[Dataset entries]
┏━━

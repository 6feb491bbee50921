use std::sync::Arc;
use std::time::{Duration, Instant};

use voiceforge::{
    placeholder::download_filename, platforms::scripted::ScriptedPlatform, Discovery,
    PlaceholderAudio, SpeechPlatform, Voice,
};

#[tokio::main(flavor = "current_thread")]
async fn main() -> Result<(), Box<dyn std::error::Error>> {
    env_logger::init();

    // Behaves like a browser that fills its voice list a moment after start-up.
    let platform = Arc::new(ScriptedPlatform::new());
    let late = platform.clone();
    tokio::spawn(async move {
        tokio::time::sleep(Duration::from_millis(300)).await;
        late.set_voices(vec![
            Voice::new("Samantha", "en-US", true),
            Voice::new("Ava (Premium)", "en-US", true),
            Voice::new("Google US English", "en-US", false),
            Voice::new("Daniel", "en-GB", true),
            Voice::new("Thomas", "fr-FR", true),
            Voice::new("Anna", "de-DE", true),
        ]);
    });

    let discovery = Discovery::new(platform.clone())?;

    let start = Instant::now();
    let catalog = discovery.discover().await;
    println!(
        "Catalog ready via {:?} in {:.2?}",
        catalog.source(),
        start.elapsed()
    );

    println!("Languages:");
    for group in catalog.groups().iter() {
        println!("  {:<8} {}", group.language, group.label());
    }

    let language = catalog.default_language().unwrap_or("en-US").to_string();
    println!("Voices for {language}:");
    for option in catalog.voice_options(&language) {
        println!("  {}", option.label);
    }

    let text = "  Hello! This is a preview of the recommended voice.  ";
    let voice = catalog.recommended_voice(&language);
    let utterance = catalog.utterance(text, &language, voice.value(), 1.0, 1.1)?;
    platform.speak_now(&utterance)?;
    println!(
        "Previewed {} characters with {}",
        utterance.text.chars().count(),
        utterance.voice.value()
    );

    let clip = PlaceholderAudio::generate(platform.as_ref(), &utterance)?;
    let path = std::env::temp_dir().join(download_filename(""));
    clip.write_to(&path)?;
    println!(
        "Saved {} placeholder ({}) to {}",
        clip.mime_type(),
        clip.duration_label(),
        path.display()
    );

    Ok(())
}
//! OS speech engine backend built on the `tts` crate.
//!
//! Voices come from SAPI/WinRT on Windows, AVFoundation on macOS and Speech
//! Dispatcher on Linux. The OS engines do not report whether a voice is
//! network-backed, so every native voice counts as local.

use std::sync::{Mutex, MutexGuard, PoisonError};

use tokio::sync::watch;
use tts::Tts;

use crate::error::CatalogError;
use crate::voice::{Utterance, Voice, VoiceChoice};
use crate::SpeechPlatform;

pub struct NativePlatform {
    tts: Option<Mutex<Tts>>,
    // never bumped: the OS engines load their voice list synchronously
    changed: watch::Sender<u64>,
}

impl Default for NativePlatform {
    fn default() -> Self {
        Self::new()
    }
}

impl NativePlatform {
    /// Connect to the default OS speech engine.
    ///
    /// A host without one yields an unsupported platform rather than an
    /// error, so the capability check stays in one place.
    pub fn new() -> Self {
        let tts = match Tts::default() {
            Ok(tts) => Some(Mutex::new(tts)),
            Err(e) => {
                log::warn!("No OS speech engine available: {e}");
                None
            }
        };
        let (changed, _) = watch::channel(0);
        Self { tts, changed }
    }

    fn engine(&self) -> Result<MutexGuard<'_, Tts>, CatalogError> {
        self.tts
            .as_ref()
            .map(|tts| tts.lock().unwrap_or_else(PoisonError::into_inner))
            .ok_or(CatalogError::UnsupportedEnvironment)
    }
}

impl SpeechPlatform for NativePlatform {
    fn is_supported(&self) -> bool {
        self.tts.is_some()
    }

    fn voices(&self) -> Vec<Voice> {
        let Ok(tts) = self.engine() else {
            return Vec::new();
        };
        match tts.voices() {
            Ok(voices) => voices
                .iter()
                .map(|v| Voice::new(v.name(), v.language().to_string(), true))
                .collect(),
            Err(e) => {
                log::debug!("Voice listing failed: {e}");
                Vec::new()
            }
        }
    }

    fn voices_changed(&self) -> watch::Receiver<u64> {
        self.changed.subscribe()
    }

    fn speak(&self, utterance: &Utterance) -> Result<(), CatalogError> {
        let mut tts = self.engine()?;
        let features = tts.supported_features();

        if features.voice {
            if let VoiceChoice::Voice(wanted) = &utterance.voice {
                let voices = tts.voices().map_err(platform_error)?;
                if let Some(voice) = voices.iter().find(|v| v.name() == wanted.name) {
                    tts.set_voice(voice).map_err(platform_error)?;
                }
            }
        }
        if features.rate {
            let rate = (tts.normal_rate() * utterance.rate).clamp(tts.min_rate(), tts.max_rate());
            tts.set_rate(rate).map_err(platform_error)?;
        }
        if features.pitch {
            let pitch =
                (tts.normal_pitch() * utterance.pitch).clamp(tts.min_pitch(), tts.max_pitch());
            tts.set_pitch(pitch).map_err(platform_error)?;
        }
        if features.volume {
            let volume =
                tts.min_volume() + utterance.volume * (tts.max_volume() - tts.min_volume());
            tts.set_volume(volume).map_err(platform_error)?;
        }

        tts.speak(utterance.text.as_str(), false)
            .map_err(platform_error)?;
        Ok(())
    }

    fn cancel(&self) {
        let Ok(mut tts) = self.engine() else {
            return;
        };
        if tts.supported_features().stop {
            if let Err(e) = tts.stop() {
                log::debug!("Stopping speech failed: {e}");
            }
        }
    }
}

fn platform_error(err: tts::Error) -> CatalogError {
    CatalogError::Platform(err.to_string())
}
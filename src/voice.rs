use std::collections::BTreeSet;

use derive_builder::Builder;
use serde::{Deserialize, Serialize};

use crate::catalog::language::{primary_subtag, UNTAGGED_LANGUAGE};
use crate::error::CatalogError;

/// Longest text accepted for a single utterance, in characters.
pub const MAX_UTTERANCE_CHARS: usize = 50_000;

/// Option value standing in for "let the platform pick".
pub const DEFAULT_VOICE_VALUE: &str = "default";

/// A synthetic speaking persona reported by the speech platform.
///
/// Voices are supplied wholesale by the platform and never modified
/// afterwards. `name` is unique within one platform listing.
#[derive(Debug, Clone, PartialEq, Eq, Hash, Serialize, Deserialize)]
pub struct Voice {
    /// Platform display name (e.g. `"Samantha"`, `"Google UK English Female"`)
    pub name: String,
    /// BCP-47-like language tag (e.g. `"en-US"`)
    pub language: String,
    /// True for on-device voices, false for network-backed ("cloud") voices
    pub is_local: bool,
    /// Free-text quality markers such as `"premium"` or `"enhanced"`
    #[serde(default, skip_serializing_if = "BTreeSet::is_empty")]
    pub quality_hints: BTreeSet<String>,
}

impl Voice {
    pub fn new(name: impl Into<String>, language: impl Into<String>, is_local: bool) -> Self {
        Self {
            name: name.into(),
            language: language.into(),
            is_local,
            quality_hints: BTreeSet::new(),
        }
    }

    /// Attach a quality marker reported alongside the voice.
    pub fn with_hint(mut self, hint: impl Into<String>) -> Self {
        self.quality_hints.insert(hint.into());
        self
    }

    /// Language tag used for grouping and matching.
    ///
    /// Voices that report no tag are treated as [`UNTAGGED_LANGUAGE`].
    pub fn effective_language(&self) -> &str {
        if self.language.is_empty() {
            UNTAGGED_LANGUAGE
        } else {
            &self.language
        }
    }

    /// Language subtag before the first hyphen (`"en"` for `"en-US"`).
    pub fn primary_subtag(&self) -> &str {
        primary_subtag(self.effective_language())
    }

    pub fn is_cloud(&self) -> bool {
        !self.is_local
    }
}

/// The voice an utterance should be spoken with.
///
/// `SystemDefault` is the sentinel used when no platform voice matches the
/// requested language; it is a valid outcome, not an error.
#[derive(Debug, Clone, Default, PartialEq, Eq, Serialize, Deserialize)]
pub enum VoiceChoice {
    #[default]
    SystemDefault,
    Voice(Voice),
}

impl VoiceChoice {
    pub fn voice(&self) -> Option<&Voice> {
        match self {
            VoiceChoice::Voice(voice) => Some(voice),
            VoiceChoice::SystemDefault => None,
        }
    }

    /// Value used for this choice in a voice picker.
    pub fn value(&self) -> &str {
        match self {
            VoiceChoice::Voice(voice) => &voice.name,
            VoiceChoice::SystemDefault => DEFAULT_VOICE_VALUE,
        }
    }
}

/// A single speech request handed to the platform.
///
/// ```rust
/// use voiceforge::Utterance;
///
/// let utterance = Utterance::builder()
///     .text("Hello, world!")
///     .language("en-GB")
///     .rate(1.2)
///     .build()?;
/// assert_eq!(utterance.pitch, 1.0);
/// # Ok::<(), voiceforge::CatalogError>(())
/// ```
#[derive(Debug, Clone, PartialEq, Builder)]
#[builder(build_fn(validate = "Self::validate"))]
pub struct Utterance {
    /// Text to speak. May be empty (used by the voice-list nudge).
    #[builder(setter(into), default)]
    pub text: String,
    /// Language tag the platform should speak in.
    #[builder(setter(into), default = "\"en-US\".to_string()")]
    pub language: String,
    #[builder(default)]
    pub voice: VoiceChoice,
    /// Range: 0.0–2.0, default 1.0.
    #[builder(default = "1.0")]
    pub pitch: f32,
    /// Range: 0.1–10.0, default 1.0.
    #[builder(default = "1.0")]
    pub rate: f32,
    /// Range: 0.0–1.0, default 1.0.
    #[builder(default = "1.0")]
    pub volume: f32,
}

impl Utterance {
    pub fn builder() -> UtteranceBuilder {
        UtteranceBuilder::default()
    }

    /// Empty, zero-volume request used to coax lazy platforms into
    /// populating their voice list.
    pub fn silent() -> Self {
        Self {
            text: String::new(),
            language: "en-US".to_string(),
            voice: VoiceChoice::SystemDefault,
            pitch: 1.0,
            rate: 1.0,
            volume: 0.0,
        }
    }
}

impl UtteranceBuilder {
    fn validate(&self) -> Result<(), String> {
        if let Some(text) = &self.text {
            let chars = text.chars().count();
            if chars > MAX_UTTERANCE_CHARS {
                return Err(format!(
                    "text is {chars} characters, limit is {MAX_UTTERANCE_CHARS}"
                ));
            }
        }
        check_range("pitch", self.pitch, 0.0, 2.0)?;
        check_range("rate", self.rate, 0.1, 10.0)?;
        check_range("volume", self.volume, 0.0, 1.0)?;
        Ok(())
    }
}

fn check_range(field: &str, value: Option<f32>, min: f32, max: f32) -> Result<(), String> {
    match value {
        Some(v) if !(min..=max).contains(&v) => {
            Err(format!("{field} {v} outside {min}..={max}"))
        }
        _ => Ok(()),
    }
}

impl From<UtteranceBuilderError> for CatalogError {
    fn from(err: UtteranceBuilderError) -> Self {
        CatalogError::InvalidUtterance(err.to_string())
    }
}
#[derive(thiserror::Error, Debug)]
pub enum CatalogError {
    #[error("Speech synthesis is not supported in this environment.")]
    UnsupportedEnvironment,
    #[error("I/O error: {0}")]
    Io(#[from] std::io::Error),
    #[error("Invalid discovery config: {0}")]
    Config(String),
    #[error("Invalid utterance: {0}")]
    InvalidUtterance(String),
    #[error("Speech platform error: {0}")]
    Platform(String),
}
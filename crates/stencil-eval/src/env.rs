//! Scoped binding environment for template execution.

use std::collections::HashMap;
use stencil_types::{Bindings, Value};

/// A single scope level.
#[derive(Debug, Clone, Default)]
struct Scope {
    bindings: HashMap<String, Value>,
}

/// Scoped variable environment with push/pop semantics.
///
/// The outermost scope holds globals and imports; blocks and loop bodies
/// push their own scope. Lookups search innermost to outermost.
#[derive(Debug, Clone)]
pub struct Environment {
    scopes: Vec<Scope>,
}

impl Environment {
    /// Create a new environment with one outer scope.
    pub fn new() -> Self {
        Self {
            scopes: vec![Scope::default()],
        }
    }

    /// Bind every pair into the outer scope, in order. A later name
    /// overrides an earlier one, so binding globals then imports lets
    /// imports win.
    pub fn bind_all(&mut self, bindings: &Bindings) {
        for (name, value) in bindings {
            self.scopes[0].bindings.insert(name.clone(), value.clone());
        }
    }

    pub fn push_scope(&mut self) {
        self.scopes.push(Scope::default());
    }

    /// Pop the innermost scope. The outer scope is never popped.
    pub fn pop_scope(&mut self) {
        if self.scopes.len() > 1 {
            self.scopes.pop();
        }
    }

    /// Define a variable in the innermost scope.
    pub fn define(&mut self, name: &str, value: Value) {
        if let Some(scope) = self.scopes.last_mut() {
            scope.bindings.insert(name.to_string(), value);
        }
    }

    /// Look up a variable, searching from innermost to outermost scope.
    pub fn get(&self, name: &str) -> Option<&Value> {
        self.scopes
            .iter()
            .rev()
            .find_map(|scope| scope.bindings.get(name))
    }

    /// Update a variable in the first scope where it exists.
    /// Returns `false` if no scope binds `name`.
    pub fn set(&mut self, name: &str, value: Value) -> bool {
        match self
            .scopes
            .iter_mut()
            .rev()
            .find_map(|scope| scope.bindings.get_mut(name))
        {
            Some(slot) => {
                *slot = value;
                true
            }
            None => false,
        }
    }
}

impl Default for Environment {
    fn default() -> Self {
        Self::new()
    }
}
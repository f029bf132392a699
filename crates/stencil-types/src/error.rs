use crate::Span;
use serde::Serialize;
use std::fmt;
use thiserror::Error;

/// A template could not be scanned: a code tag was opened but never closed.
///
/// Carries enough context to point at the offending opening delimiter.
#[derive(Debug, Clone, PartialEq, Serialize)]
pub struct SyntaxError {
    /// Template identifier, when the template had one.
    #[serde(skip_serializing_if = "Option::is_none")]
    pub id: Option<String>,
    /// Human-readable message.
    pub message: String,
    /// Location of the opening delimiter.
    #[serde(flatten)]
    pub span: Span,
    /// The source line containing the opening delimiter.
    pub source_line: String,
}

impl SyntaxError {
    pub fn new(message: impl Into<String>, span: Span, source_line: impl Into<String>) -> Self {
        Self {
            id: None,
            message: message.into(),
            span,
            source_line: source_line.into(),
        }
    }

    /// Attach the identifier of the template being scanned.
    pub fn with_id(mut self, id: impl Into<String>) -> Self {
        self.id = Some(id.into());
        self
    }
}

impl fmt::Display for SyntaxError {
    fn fmt(&self, f: &mut fmt::Formatter<'_>) -> fmt::Result {
        match &self.id {
            Some(id) => write!(f, "{id}:{}: {}", self.span, self.message),
            None => write!(f, "{}: {}", self.span, self.message),
        }
    }
}

impl std::error::Error for SyntaxError {}

/// Runtime failure while executing an assembled template.
#[derive(Debug, Error)]
pub enum EvalError {
    /// A code fragment is outside the fragment grammar, or blocks are unbalanced.
    #[error("{span}: invalid code fragment: {message}")]
    Syntax { message: String, span: Span },

    /// Unknown variable.
    #[error("undefined variable: {0}")]
    UndefinedVariable(String),

    /// Assignment to a name that was never bound.
    #[error("assignment to undeclared variable: {0}")]
    UndeclaredAssignment(String),

    /// Operation applied to the wrong kind of value.
    #[error("type mismatch: {0}")]
    TypeMismatch(String),

    /// Division or modulo by zero.
    #[error("arithmetic trap: {0}")]
    ArithmeticTrap(String),

    /// Property or index access on `null`.
    #[error("null access: {0}")]
    NullAccess(String),

    /// Call of something that is not a known function or method.
    #[error("unknown function: {0}")]
    UnknownFunction(String),

    /// Wrong number of arguments to a builtin.
    #[error("wrong argument count: {0}")]
    ArgumentCount(String),

    /// A value could not be turned into text.
    #[error("cannot serialize value: {0}")]
    Serialize(#[from] serde_json::Error),

    /// A nested `include` failed; the inner error is reported unchanged.
    #[error(transparent)]
    Include(Box<TemplateError>),
}

/// Every failure surfaced by precache and render.
#[derive(Debug, Error)]
pub enum TemplateError {
    /// Unterminated code tag.
    #[error("syntax error: {0}")]
    Syntax(#[from] SyntaxError),

    /// The source resolver could not supply content for a path.
    #[error("can not read source \"{path}\": {source}")]
    SourceRead {
        path: String,
        #[source]
        source: std::io::Error,
    },

    /// A fragment, `print` or `include` failed while rendering `id`.
    #[error("execution failed in \"{id}\": {source}")]
    Execution {
        id: String,
        #[source]
        source: EvalError,
    },

    /// The include chain grew past the configured depth.
    #[error("include depth {depth} exceeded while rendering \"{id}\" (cyclic include?)")]
    CyclicInclude { id: String, depth: usize },

    /// The engine configuration is unusable.
    #[error("invalid configuration: {0}")]
    InvalidConfig(String),
}

impl TemplateError {
    /// Wrap a runtime error raised while rendering `id`.
    ///
    /// Errors coming back from a nested include are unwrapped so the caller
    /// sees the innermost failure (a cyclic include stays `CyclicInclude`).
    pub fn execution(id: impl Into<String>, error: EvalError) -> Self {
        match error {
            EvalError::Include(inner) => *inner,
            source => TemplateError::Execution {
                id: id.into(),
                source,
            },
        }
    }
}

#[cfg(test)]
mod tests {
    use super::*;

    #[test]
    fn test_syntax_error_display_with_id() {
        let err = SyntaxError::new("unexpected end of template", Span::point(3, 5), "a <% b")
            .with_id("views/page.html");
        assert_eq!(
            err.to_string(),
            "views/page.html:3:5: unexpected end of template"
        );
    }

    #[test]
    fn test_syntax_error_serializes_flat_span() {
        let err = SyntaxError::new("unexpected end of template", Span::point(1, 2), "x<%");
        let json = serde_json::to_value(&err).unwrap();
        assert_eq!(json["start_line"], 1);
        assert_eq!(json["start_col"], 2);
        assert!(json.get("id").is_none());
    }

    #[test]
    fn test_execution_unwraps_nested_include_error() {
        let inner = TemplateError::CyclicInclude {
            id: "a".into(),
            depth: 4,
        };
        let err = TemplateError::execution("b", EvalError::Include(Box::new(inner)));
        assert!(matches!(err, TemplateError::CyclicInclude { depth: 4, .. }));
    }

    #[test]
    fn test_execution_wraps_runtime_error() {
        let err = TemplateError::execution("page", EvalError::UndefinedVariable("x".into()));
        assert_eq!(
            err.to_string(),
            "execution failed in \"page\": undefined variable: x"
        );
    }
}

┗━━

### WHAT THE EXERCISE ASKS:
Return only the number of lines in the data above that include the word "validate".

### SOLUTION:
2